If you've studied the moment map for coadjoint actions, the answer is easy to see but takes a few words to describe. If you are not familiar with this, see the end of this answer for some references.

The Lie algebra $$\mathfrak{so}(3) = \{A \in M_{3 \times 3}(\mathbb{R}) : A = -A^T\}$$ can be identified with $\mathbb{R}^3$ via the identification $$\mathbb{R}^3 \longrightarrow \mathfrak{so}(3),$$ $$\xi = (\xi_1, \xi_2, \xi_3) \mapsto \begin{pmatrix} 0 & -\xi_3 & \xi_2 \\ \xi_3 & 0 & -\xi_1 \\ -\xi_2 & \xi_1 & 0 \end{pmatrix} = A_\xi.$$ Under this identification, we have that $$[A_\xi, A_\eta] = A_{\xi \times \eta},$$ where $\xi \times \eta$ is the cross product of vectors in $\mathbb{R}^3$. Furthermore, $$\mathrm{Tr}(A_\xi^T A_\eta) = 2 \langle \xi, \eta \rangle,$$ so the standard inner product on $\mathbb{R}^3$ induces an invariant inner product on $\mathfrak{so}(3)$ that we can use to identify $\mathfrak{so}(3)$ and its dual $\mathfrak{so}(3)^\ast$. Under these identifications, we get that the adjoint action of $\mathrm{SO}(3)$ on $\mathfrak{so}(3)$, $$X \cdot A = XAX^{-1},$$ corresponds to the usual left action of $\mathrm{SO}(3)$ on $\mathbb{R}^3$, $$A \cdot \xi = A\xi.$$ Furthermore, the adjoint action is isomorphic to the coadjoint action, so the coadjoint action corresponds to the usual left action of $\mathrm{SO}(3)$ on $\mathbb{R}^3$ as well.
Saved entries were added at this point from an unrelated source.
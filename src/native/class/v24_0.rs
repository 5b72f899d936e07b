//! Class descriptor of metadata version 24.0 (engine 2017.1 through 2018.2).

use std::sync::OnceLock;

use crate::native::{
    class::{ClassLayout, NativeClassStructHandler},
    layout::{LayoutBuilder, POINTER_SIZE},
    types::{NativeTypeStructHandler, TypeHandlerV24},
    version::ClassLayoutVersion,
};

/// Handler of the 24.0 class descriptor
pub struct ClassHandlerV24_0;

impl NativeClassStructHandler for ClassHandlerV24_0 {
    fn version(&self) -> ClassLayoutVersion {
        ClassLayoutVersion::V24_0
    }

    fn layout(&self) -> &'static ClassLayout {
        static LAYOUT: OnceLock<ClassLayout> = OnceLock::new();
        LAYOUT.get_or_init(build)
    }

    fn type_handler(&self) -> &'static dyn NativeTypeStructHandler {
        &TypeHandlerV24
    }
}

fn build() -> ClassLayout {
    let type_size = TypeHandlerV24.size();
    let mut b = LayoutBuilder::new();

    let image = b.pointer();
    let _gc_desc = b.pointer();
    let name = b.pointer();
    let namespace = b.pointer();
    let byval_arg = b.field(type_size, POINTER_SIZE);
    let this_arg = b.field(type_size, POINTER_SIZE);
    let element_class = b.pointer();
    let cast_class = b.pointer();
    let _declaring_type = b.pointer();
    let parent = b.pointer();
    let _generic_class = b.pointer();
    let _type_definition = b.pointer();
    let _interop_data = b.pointer();
    let class = b.pointer();
    let _fields = b.pointer();
    let _events = b.pointer();
    let _properties = b.pointer();
    let methods = b.pointer();
    let _nested_types = b.pointer();
    let implemented_interfaces = b.pointer();
    let interface_offsets = b.pointer();
    let _static_fields = b.pointer();
    let _rgctx_data = b.pointer();
    let type_hierarchy = b.pointer();
    let _cctor_started = b.scalar::<u32>();
    let _cctor_finished = b.scalar::<u32>();
    let _cctor_thread = b.field(8, 8);
    let _generic_container_index = b.scalar::<i32>();
    let _custom_attribute_index = b.scalar::<i32>();
    let instance_size = b.scalar::<u32>();
    let actual_size = b.scalar::<u32>();
    let _element_size = b.scalar::<u32>();
    let native_size = b.scalar::<i32>();
    let _static_fields_size = b.scalar::<u32>();
    let _thread_static_fields_size = b.scalar::<u32>();
    let _thread_static_fields_offset = b.scalar::<i32>();
    let flags = b.scalar::<u32>();
    let _token = b.scalar::<u32>();
    let method_count = b.scalar::<u16>();
    let _property_count = b.scalar::<u16>();
    let _field_count = b.scalar::<u16>();
    let _event_count = b.scalar::<u16>();
    let _nested_type_count = b.scalar::<u16>();
    let vtable_count = b.scalar::<u16>();
    let interface_count = b.scalar::<u16>();
    let interface_offsets_count = b.scalar::<u16>();
    let type_hierarchy_depth = b.scalar::<u8>();
    let _generic_recursion_depth = b.scalar::<u8>();
    let rank = b.scalar::<u8>();
    let _minimum_alignment = b.scalar::<u8>();
    let _packing_size = b.scalar::<u8>();

    let valuetype = b.bit();
    let initialized = b.bit();
    let enumtype = b.bit();
    let is_generic = b.bit();
    let _has_references = b.bit();
    let _init_pending = b.bit();
    let size_inited = b.bit();
    let has_finalize = b.bit();
    let _has_cctor = b.bit();
    let _is_blittable = b.bit();
    let _is_import_or_windows_runtime = b.bit();

    ClassLayout {
        image,
        name,
        namespace,
        byval_arg,
        this_arg,
        element_class,
        cast_class,
        parent,
        class,
        methods,
        implemented_interfaces,
        interface_offsets,
        type_hierarchy,
        instance_size,
        actual_size,
        native_size,
        flags,
        method_count,
        vtable_count,
        interface_count,
        interface_offsets_count,
        type_hierarchy_depth,
        rank,
        valuetype,
        enumtype,
        is_generic,
        initialized,
        initialized_and_no_error: None,
        size_inited,
        has_finalize,
        is_vtable_initialized: None,
        size: b.finish(),
    }
}
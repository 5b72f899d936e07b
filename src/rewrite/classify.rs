//! Blittability classification of original types.
//!
//! The first pass runs once per type while its context is constructed and answers everything
//! that is decidable from the type alone. Plain value types need their instance fields, whose
//! types may be other value types of the same assembly that have no context yet, so they stay
//! `NotComputed` until [`resolve`] runs after all contexts exist.

use strum::{Display, EnumCount, EnumIter};

use crate::{
    metadata::{signatures::TypeSignature, typesystem::CilType},
    rewrite::{assembly::AssemblyRewriteContext, types::TypeRewriteContext},
    Result,
};

/// How a type is represented when crossing into the native runtime
#[derive(Debug, Clone, Copy, PartialEq, Eq, Hash, Display, EnumIter, EnumCount)]
pub enum TypeSpecifics {
    /// Plain value type whose fields were not inspected yet
    NotComputed,
    /// Field inspection is in progress; seen again only through a cycle
    Computing,
    /// Class, interface or delegate, handled by pointer
    ReferenceType,
    /// Value type with a layout identical on both sides; copied as is
    BlittableStruct,
    /// Value type containing references or generics; needs marshalling
    NonBlittableStruct,
}

impl TypeSpecifics {
    /// Returns true once a final classification is known
    pub fn is_computed(&self) -> bool {
        !matches!(self, TypeSpecifics::NotComputed | TypeSpecifics::Computing)
    }
}

/// Classify an original type from its own declaration
///
/// Total and side-effect free: reference types first, then enums, then generic value types.
/// Remaining value types are `NotComputed`.
pub fn classify(original: &CilType) -> TypeSpecifics {
    if !original.is_value_type() {
        TypeSpecifics::ReferenceType
    } else if original.is_enum() {
        TypeSpecifics::BlittableStruct
    } else if original.has_generic_params() {
        TypeSpecifics::NonBlittableStruct
    } else {
        TypeSpecifics::NotComputed
    }
}

/// Finish the classification of a context left `NotComputed`
///
/// Marks the context `Computing`, inspects every instance field and stores the result.
/// Value types of the same assembly recurse through their own context; meeting a context that
/// is still `Computing` means the struct contains itself and makes the field non-blittable.
///
/// # Errors
/// Returns [`crate::Error::LockError`] if a classification lock is poisoned.
pub fn resolve(
    context: &TypeRewriteContext,
    assembly: &AssemblyRewriteContext,
) -> Result<TypeSpecifics> {
    match context.type_specifics()? {
        TypeSpecifics::NotComputed => {}
        TypeSpecifics::Computing => return Ok(TypeSpecifics::NonBlittableStruct),
        computed => return Ok(computed),
    }

    context.set_type_specifics(TypeSpecifics::Computing)?;

    let mut result = TypeSpecifics::BlittableStruct;
    for (_, field) in context.original_type().fields.iter() {
        if field.is_static() {
            continue;
        }

        if !is_blittable(&field.signature, assembly)? {
            tracing::trace!(
                "{} is not blittable because of field {}",
                context.original_type().fullname(),
                field.name
            );
            result = TypeSpecifics::NonBlittableStruct;
            break;
        }
    }

    context.set_type_specifics(result)?;
    Ok(result)
}

fn is_blittable(signature: &TypeSignature, assembly: &AssemblyRewriteContext) -> Result<bool> {
    if let Some(kind) = signature.primitive_kind() {
        return Ok(kind.is_primitive());
    }

    match signature {
        TypeSignature::Ptr(_) => Ok(true),
        TypeSignature::Type(reference) => {
            let Some(definition) = reference.upgrade() else {
                return Ok(false);
            };

            if definition.is_enum() {
                return Ok(true);
            }
            if !definition.is_value_type() {
                return Ok(false);
            }

            match assembly.try_get_context_for_original_type(&definition) {
                Some(sibling) => {
                    Ok(resolve(&sibling, assembly)? == TypeSpecifics::BlittableStruct)
                }
                None => Ok(definition.is_primitive()),
            }
        }
        _ => Ok(false),
    }
}
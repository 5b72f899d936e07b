//! Identity bookkeeping: runtime tokens and obfuscated names.
//!
//! The dumper that produced the stripped input records every definition's runtime token in a
//! `TokenAttribute`; when the attribute is missing the definition's own metadata token is the
//! runtime token. Names are checked against the identifier alphabet to decide whether a
//! member is renamed.

use crate::{
    metadata::{customattributes::CustomAttributeList, signatures::TypeSignature, token::Token},
    Result,
};

/// Simple name of the attribute carrying the runtime token of a definition
pub const TOKEN_ATTRIBUTE: &str = "TokenAttribute";
/// Named argument of [`TOKEN_ATTRIBUTE`] that holds the hex-encoded token
pub const TOKEN_ARGUMENT: &str = "Token";

/// Extract the runtime token of a definition
///
/// Uses the `Token` named argument of the first `TokenAttribute` in `attributes`, falling back
/// to `own` when there is no such attribute or argument.
///
/// ## Arguments
/// * 'attributes' - Custom attributes of the original definition
/// * 'own'        - The definition's own metadata token
///
/// # Errors
/// Returns [`crate::Error::Malformed`] if the token argument is present but is neither a hex
/// string nor an unsigned integer.
pub fn extract_token(attributes: &CustomAttributeList, own: Token) -> Result<Token> {
    let attribute = attributes
        .iter()
        .map(|(_, attribute)| attribute)
        .find(|attribute| attribute.type_name() == TOKEN_ATTRIBUTE);

    let Some(argument) = attribute.and_then(|attribute| attribute.named_arg(TOKEN_ARGUMENT)) else {
        return Ok(own);
    };

    if let Some(text) = argument.value.as_str() {
        return Token::parse_hex(text);
    }

    argument.value.as_u32().map(Token::new).ok_or_else(|| {
        malformed_error!(
            "{} argument of {} is neither string nor integer - {:?}",
            TOKEN_ARGUMENT,
            TOKEN_ATTRIBUTE,
            argument.value
        )
    })
}

/// Returns true if `name` cannot have come from source code
///
/// A name is obfuscated when it is empty, starts with a digit, or contains a character outside
/// `[A-Za-z0-9_`<>.]`. With `allow_non_ascii` set, non-ASCII letters and digits are accepted.
pub fn is_obfuscated_name(name: &str, allow_non_ascii: bool) -> bool {
    let Some(first) = name.chars().next() else {
        return true;
    };

    if first.is_ascii_digit() {
        return true;
    }

    !name.chars().all(|c| {
        c.is_ascii_alphanumeric()
            || matches!(c, '_' | '`' | '<' | '>' | '.')
            || (allow_non_ascii && !c.is_ascii() && c.is_alphanumeric())
    })
}

/// Replace every character that is not a letter, digit or `_` with `_`
pub fn cleanup_name(name: &str) -> String {
    name.chars()
        .map(|c| if c.is_alphanumeric() || c == '_' { c } else { '_' })
        .collect()
}

/// Short identifier-safe name of a type usage, as embedded into generated member names
///
/// `System.Int32` becomes `Int32`, `List`1<T>` becomes `List_1`, constructions append
/// `Ptr`, `Ref` or `Array`.
pub fn signature_simple_name(signature: &TypeSignature) -> String {
    match signature {
        TypeSignature::Ptr(inner) => format!("{}Ptr", signature_simple_name(inner)),
        TypeSignature::ByRef(inner) => format!("{}Ref", signature_simple_name(inner)),
        TypeSignature::SzArray(inner) => format!("ArrayOf{}", signature_simple_name(inner)),
        TypeSignature::Array { element, rank } => {
            format!("ArrayOf{}_{}", signature_simple_name(element), rank)
        }
        TypeSignature::GenericParam(param) => cleanup_name(&param.name),
        TypeSignature::Type(_) | TypeSignature::GenericInst { .. } => match signature.definition() {
            Some(definition) => cleanup_name(&definition.name),
            None => "Unknown".to_string(),
        },
        TypeSignature::Unknown => "Unknown".to_string(),
        primitive => {
            let fullname = primitive.full_name();
            match fullname.rsplit_once('.') {
                Some((_, name)) => name.to_string(),
                None => cleanup_name(&fullname),
            }
        }
    }
}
Therefore the coadjoint orbits are just $2$-spheres, and the Kirillov-Kostant-Souriau symplectic form $$\omega_\Omega(\mathrm{ad}_A^\ast \Omega, \mathrm{ad}_{A'}^\ast \Omega) = \langle \Omega, [A,A'] \rangle$$ on the coadjoint orbits corresponds to the usual symplectic form $$\omega_x(u,v) = \langle x, u \times v)$$ on $S^2$. Now the moment map for the obvious action of $\mathrm{SO}(3)$ on one of its coadjoint orbits is just the inclusion map of the orbit into $\mathfrak{so}(3)$ (this is true for the action of any compact, connected Lie group on one of its coadjoint orbits, see the references below), which in our case corresponds to the inclusion $$S^2 \hookrightarrow \mathbb{R}^3.$$


Here are some references on moment maps for coadjoint orbits:

  • Introduction to Symplectic Topology, Dusa McDuff and Dietmar Salamon, Oxford Science Publications 1998, 2nd Edition. Example 5.24 on page 168 discusses this topic.
  • The Topology of Torus Actions on Symplectic Manifolds, Michèle Audin, Progress in Mathematics no. 93, Birkhäuser 1991. See Section 3.3, page 49.
  • Lectures on Symplectic Geometry, Ana Cannas da Silva, Lecture Notes in Mathematics no. 1764, Springer 2001. Homework 17 on page 139 guides you through the basic theory.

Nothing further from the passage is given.